Launching a Clean and Sober Trend in Rock

Times Staff Writer

Jackson Browne has changed the lyrics to the song “Cocaine"--again. On his 1977 album “Running On Empty” he and Glenn Frey updated the old country blues, adding a note of caution while still conveying the drug’s allure. But in concert these days, Browne’s “clean” version leaves no room for doubt:

Ain’t it strange how a mind can turn and a life can change. . . .

There was damage to the body, damage to the soul, damage to the quality of the rock ‘n’ roll

It don’t help now but you can look back and see how some of us damaged our creativity . . . And there are those friends of mine who are dead and gone


Browne sang the new version last weekend at the Paha Sapa (Black Hills) Music Festival here--an event one organizer billed as a “clean and sober Woodstock.”

It was hardly a Woodstock in terms of numbers. Concert promoter Mark Tilsen said that only 4,400 tickets were sold for a lineup that included Willie Nelson, Neil Young, Bruce Cockburn, Timbuk 3, Kris Kristofferson, John Denver and Browne.

What was important, Browne said, was the spirit--clean and sober performers getting together for a benefit concert at which drugs, alcohol and even glass containers were fiercely prohibited. Backstage refreshments were limited to juices, soda and coffee, and concert officials wore bright-red shirts proclaiming the need to “Celebrate Sobriety.”

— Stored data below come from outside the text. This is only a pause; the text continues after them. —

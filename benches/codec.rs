use std::sync::Arc;

use bytes::Bytes;
use criterion::{Criterion, Throughput, black_box, criterion_group, criterion_main};
use ndef::protocol::{Chunk, ChunkFlags};
use ndef::{Message, MessageCodec, PayloadRegistry, TypeNameFormat};

fn message(len: usize) -> Message {
    Message::single(
        TypeNameFormat::MediaType,
        &b"application/octet-stream"[..],
        None,
        vec![0u8; len],
        &PayloadRegistry::empty(),
    )
}

fn codec() -> MessageCodec {
    MessageCodec::new(Arc::new(PayloadRegistry::empty()))
}

fn bench_encode(c: &mut Criterion) {
    let mut group = c.benchmark_group("codec");

    for (name, len) in [("encode_64b", 64), ("encode_1kb", 1024), ("encode_64kb", 64 * 1024)] {
        let msg = message(len);
        group.throughput(Throughput::Bytes(len as u64));
        group.bench_function(name, |b| {
            b.iter(|| {
                black_box(msg.encode().unwrap());
            });
        });
    }

    group.finish();
}

fn bench_decode(c: &mut Criterion) {
    let mut group = c.benchmark_group("codec");
    let codec = codec();

    for (name, len) in [("decode_64b", 64), ("decode_1kb", 1024), ("decode_64kb", 64 * 1024)] {
        let encoded = Bytes::from(message(len).encode().unwrap());
        group.throughput(Throughput::Bytes(len as u64));
        group.bench_function(name, |b| {
            b.iter(|| {
                black_box(codec.decode(encoded.clone()).unwrap());
            });
        });
    }

    group.finish();
}

fn bench_chunked_decode(c: &mut Criterion) {
    let mut group = c.benchmark_group("codec");
    let codec = codec();

    // 64 KB record split into 256 chunks of 256 bytes
    let chunk_count = 256;
    let mut encoded = Vec::new();
    for i in 0..chunk_count {
        let mut flags = ChunkFlags::new();
        flags.set(ChunkFlags::MESSAGE_BEGIN, i == 0);
        flags.set(ChunkFlags::MESSAGE_END, i == chunk_count - 1);
        flags.set(ChunkFlags::CHUNKED, i != chunk_count - 1);
        let first = i == 0;
        Chunk {
            flags,
            tnf: if first {
                TypeNameFormat::Unknown
            } else {
                TypeNameFormat::Unchanged
            },
            payload_length: 256,
            payload: Bytes::from(vec![0u8; 256]),
            ..Chunk::default()
        }
        .encode_into(&mut encoded);
    }
    let encoded = Bytes::from(encoded);

    group.throughput(Throughput::Bytes(64 * 1024));
    group.bench_function("decode_chunked_64kb", |b| {
        b.iter(|| {
            black_box(codec.decode(encoded.clone()).unwrap());
        });
    });

    group.finish();
}

criterion_group!(benches, bench_encode, bench_decode, bench_chunked_decode);
criterion_main!(benches);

Tom Campbell, the show’s producer, said he expects “clean and sober” to emerge as a trend in rock, simply out of necessity.


“At one of Bonnie Raitt’s concerts not long ago, she talked about all of the greats who’ve died from drugs and alcohol,” he said. “There’s Lowell George and Mama Cass, and you go back even farther for Janis Joplin, Jimi Hendrix. . . . Sports has its list of casualties. I hope clean and sober does become fashionable. We need it as a trend.”

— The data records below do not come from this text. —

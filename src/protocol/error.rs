//! NDEF error types

use thiserror::Error;

use super::TypeNameFormat;

/// NDEF codec errors
#[derive(Error, Debug, Clone, PartialEq, Eq)]
pub enum Error {
    /// A declared length runs past the end of the buffer
    #[error("truncated input: need {needed} bytes, got {available}")]
    TruncatedInput {
        /// Bytes the next read required
        needed: usize,
        /// Bytes left in the buffer
        available: usize,
    },

    /// Empty chunk group
    #[error("no chunks to assemble")]
    NoChunks,

    /// First chunk of a group does not carry the MB flag
    #[error("first chunk is missing the message begin flag")]
    MissingMessageBegin,

    /// A lone chunk has the CF flag set
    #[error("a single chunk cannot be chunked")]
    SingleChunkCannotBeChunked,

    /// Last chunk of a group does not carry the ME flag
    #[error("last chunk is missing the message end flag")]
    MissingMessageEnd,

    /// Both ends of a chunked group have the CF flag set
    #[error("last chunk cannot be chunked")]
    LastCannotBeChunked,

    /// A chunk before the last one has no CF flag
    #[error("chunk flag missing on a non-terminal chunk")]
    MissingChunkFlag,

    /// A continuation chunk carries an ID
    #[error("unexpected ID length flag on a continuation chunk")]
    UnexpectedIDFlag,

    /// A continuation chunk carries a type
    #[error("unexpected type length on a continuation chunk")]
    UnexpectedTypeLength,

    /// A continuation chunk has a TNF other than Unchanged
    #[error("continuation chunk TNF must be Unchanged")]
    UnexpectedTNF,

    /// Payload does not fit the 4-byte length field
    #[error("payload too large: {size} bytes (max {max})")]
    PayloadTooLarge {
        /// Payload size
        size: u64,
        /// Maximum allowed
        max: u64,
    },

    /// Message has no records to encode
    #[error("message has no records")]
    EmptyMessage,

    /// Type or ID longer than its 1-byte length field allows
    #[error("{field} too long: {len} bytes (max 255)")]
    FieldTooLong {
        /// Offending field
        field: &'static str,
        /// Field length
        len: usize,
    },

    /// Record type is inconsistent with its TNF
    #[error("invalid record type for TNF {tnf}: {reason}")]
    InvalidRecordType {
        /// Record TNF
        tnf: TypeNameFormat,
        /// Which rule failed
        reason: &'static str,
    },
}

/// Result type alias
pub type Result<T> = std::result::Result<T, Error>;

/// Message decode failure.
///
/// Carries the number of bytes consumed by fully decoded chunks before the
/// failure, for diagnostics. No partial message is produced.
#[derive(Error, Debug, Clone, PartialEq, Eq)]
#[error("decode failed after {consumed} bytes: {source}")]
pub struct DecodeError {
    /// Bytes consumed before the failing chunk
    pub consumed: usize,
    /// Underlying error
    #[source]
    pub source: Error,
}

impl DecodeError {
    /// Create a decode error
    #[must_use]
    pub const fn new(consumed: usize, source: Error) -> Self {
        Self { consumed, source }
    }

    /// Underlying error kind
    #[must_use]
    pub const fn kind(&self) -> &Error {
        &self.source
    }
}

Many of those at the festival traced their new outlook to close encounters with tragedy.

Tim O’Connor, Willie Nelson’s production manager, said he lost his daughter to drugs and alcohol.

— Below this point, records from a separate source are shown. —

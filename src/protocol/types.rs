//! NDEF type name formats and chunk flags

use std::fmt;

/// Type Name Format: how a record's type field is interpreted (3 bits)
#[derive(Debug, Clone, Copy, PartialEq, Eq, Hash, Default)]
#[cfg_attr(feature = "serde", derive(serde::Serialize, serde::Deserialize))]
#[repr(u8)]
pub enum TypeNameFormat {
    /// No type, ID or payload
    #[default]
    Empty = 0x00,
    /// NFC Forum well-known type (RTD)
    WellKnownType = 0x01,
    /// RFC 2046 media type
    MediaType = 0x02,
    /// RFC 3986 absolute URI
    AbsoluteURI = 0x03,
    /// NFC Forum external type
    ExternalType = 0x04,
    /// Unknown payload type
    Unknown = 0x05,
    /// Continuation chunk of a chunked record
    Unchanged = 0x06,
    /// Reserved for future use
    Reserved = 0x07,
}

impl TypeNameFormat {
    /// Bit mask of the TNF field within the flags byte
    pub const MASK: u8 = 0x07;

    /// Convert from the low 3 bits of a byte. Higher bits are ignored.
    #[must_use]
    pub const fn from_bits(value: u8) -> Self {
        match value & Self::MASK {
            0x00 => Self::Empty,
            0x01 => Self::WellKnownType,
            0x02 => Self::MediaType,
            0x03 => Self::AbsoluteURI,
            0x04 => Self::ExternalType,
            0x05 => Self::Unknown,
            0x06 => Self::Unchanged,
            _ => Self::Reserved,
        }
    }

    /// Convert to byte
    #[must_use]
    pub const fn as_u8(self) -> u8 {
        self as u8
    }
}

impl fmt::Display for TypeNameFormat {
    fn fmt(&self, f: &mut fmt::Formatter<'_>) -> fmt::Result {
        let name = match self {
            Self::Empty => "Empty",
            Self::WellKnownType => "WellKnownType",
            Self::MediaType => "MediaType",
            Self::AbsoluteURI => "AbsoluteURI",
            Self::ExternalType => "ExternalType",
            Self::Unknown => "Unknown",
            Self::Unchanged => "Unchanged",
            Self::Reserved => "Reserved",
        };
        write!(f, "{name}")
    }
}

/// Flag bits of a chunk's first byte (TNF bits excluded)
#[derive(Debug, Clone, Copy, Default, PartialEq, Eq)]
#[cfg_attr(feature = "serde", derive(serde::Serialize, serde::Deserialize))]
pub struct ChunkFlags(u8);

impl ChunkFlags {
    /// Valid flag bits mask
    pub const VALID_MASK: u8 = Self::MESSAGE_BEGIN
        | Self::MESSAGE_END
        | Self::CHUNKED
        | Self::SHORT_RECORD
        | Self::ID_LENGTH_PRESENT;
    /// First chunk of a record group (MB)
    pub const MESSAGE_BEGIN: u8 = 1 << 7;
    /// Last chunk of a record group (ME)
    pub const MESSAGE_END: u8 = 1 << 6;
    /// More chunks follow (CF)
    pub const CHUNKED: u8 = 1 << 5;
    /// 1-byte payload length field (SR)
    pub const SHORT_RECORD: u8 = 1 << 4;
    /// ID length field present (IL)
    pub const ID_LENGTH_PRESENT: u8 = 1 << 3;

    /// Create empty flags
    #[must_use]
    pub const fn new() -> Self {
        Self(0)
    }

    /// Create from the first byte of a chunk; TNF bits are dropped
    #[must_use]
    pub const fn from_bits(value: u8) -> Self {
        Self(value & Self::VALID_MASK)
    }

    /// Convert to byte
    #[must_use]
    pub const fn as_u8(self) -> u8 {
        self.0
    }

    /// Set a flag
    #[must_use]
    pub const fn with(mut self, flag: u8) -> Self {
        debug_assert!(flag & !Self::VALID_MASK == 0, "invalid flag bit");
        self.0 |= flag;
        self
    }

    /// Set or clear a flag
    pub fn set(&mut self, flag: u8, on: bool) {
        debug_assert!(flag & !Self::VALID_MASK == 0, "invalid flag bit");
        if on {
            self.0 |= flag;
        } else {
            self.0 &= !flag;
        }
    }

    /// Check if flag is set
    #[must_use]
    pub const fn has(self, flag: u8) -> bool {
        (self.0 & flag) != 0
    }

    /// MB
    #[must_use]
    pub const fn message_begin(self) -> bool {
        self.has(Self::MESSAGE_BEGIN)
    }

    /// ME
    #[must_use]
    pub const fn message_end(self) -> bool {
        self.has(Self::MESSAGE_END)
    }

    /// CF
    #[must_use]
    pub const fn chunked(self) -> bool {
        self.has(Self::CHUNKED)
    }

    /// SR
    #[must_use]
    pub const fn short_record(self) -> bool {
        self.has(Self::SHORT_RECORD)
    }

    /// IL
    #[must_use]
    pub const fn id_length_present(self) -> bool {
        self.has(Self::ID_LENGTH_PRESENT)
    }
}

impl fmt::Display for ChunkFlags {
    fn fmt(&self, f: &mut fmt::Formatter<'_>) -> fmt::Result {
        let mut parts = Vec::new();
        if self.message_begin() {
            parts.push("MB");
        }
        if self.message_end() {
            parts.push("ME");
        }
        if self.chunked() {
            parts.push("CF");
        }
        if self.short_record() {
            parts.push("SR");
        }
        if self.id_length_present() {
            parts.push("IL");
        }
        if parts.is_empty() {
            write!(f, "NONE")
        } else {
            write!(f, "{}", parts.join(" | "))
        }
    }
}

“She was doin’ speed (methamphetamines) and left the highway at about 85 miles an hour,” he said. “A 17-year-old girl was killed at the scene. These days, it’s even more important for all of us to be clean and sober. If a drug does not directly kill you, the result will.”


Browne said he “wishes” he had stopping doing drugs after the death of his friend Lowell George, the lead singer of Little Feat, whose 1979 heart attack was brought about by drug-related complications.

“But it took me a couple more years after that,” Browne said. “The reason a person finally stops doing drugs is obvious. Your life is no longer manageable. My children and my work were greatly affected.”

An added motivation for getting clean, Browne said, was “to see so many musicians who didn’t take drugs, to see how much longer they could last, how much harder they could work. Over the time that you take drugs, you begin to get a tally of the mistakes you made, the decisions you can’t undo.”

Like it or not, John Denver said that pop stars, actors and athletes have an ability to mold the youth of America and that in some ways the past molding was misguided to the point of being sinful.


“One of the biggest problems facing young people in the world today is alcohol abuse,” Denver said. “Right or wrong, we as performers can set an example. We can lead young people to a better way.”

Even while conceding clean and sober as a worthy trend, some performers seem ambivalent about the lengths to which it should go. Pat MacDonald of the husband-and-wife duo Timbuk 3 said he opposes “zero tolerance” and believes that some drugs, including marijuana, fail to pack the wallop that alcohol does.

But he hastened to note that he and his wife Barbara K are clean and sober “because we want to be,” and have been for four years.

Browne said that while he has been free from drugs for years, he views his experiences with psychedelics early in his career as “valuable” from a creative standpoint.


He said the law-enforcement tendency to lump all drugs in a single category is not only wrong but pernicious, that some are far more damaging than others and that alcohol may be the worst.

“Four kids in my neighborhood were killed in a flaming car crash not long ago,” he said. “They were just burned alive in the car, and alcohol was the reason. The effects alcohol has on people’s lives are just devastating.”

The Rapid City show was designed to benefit various Indian groups, one of which was the Alcohol and Family Wellness Coalition. Roberta Whitecalf, a counselor who works with child and adult alcoholics, said that 98% of the people on South Dakota’s Pine Ridge Indian Reservation are “directly or indirectly” affected by alcoholism.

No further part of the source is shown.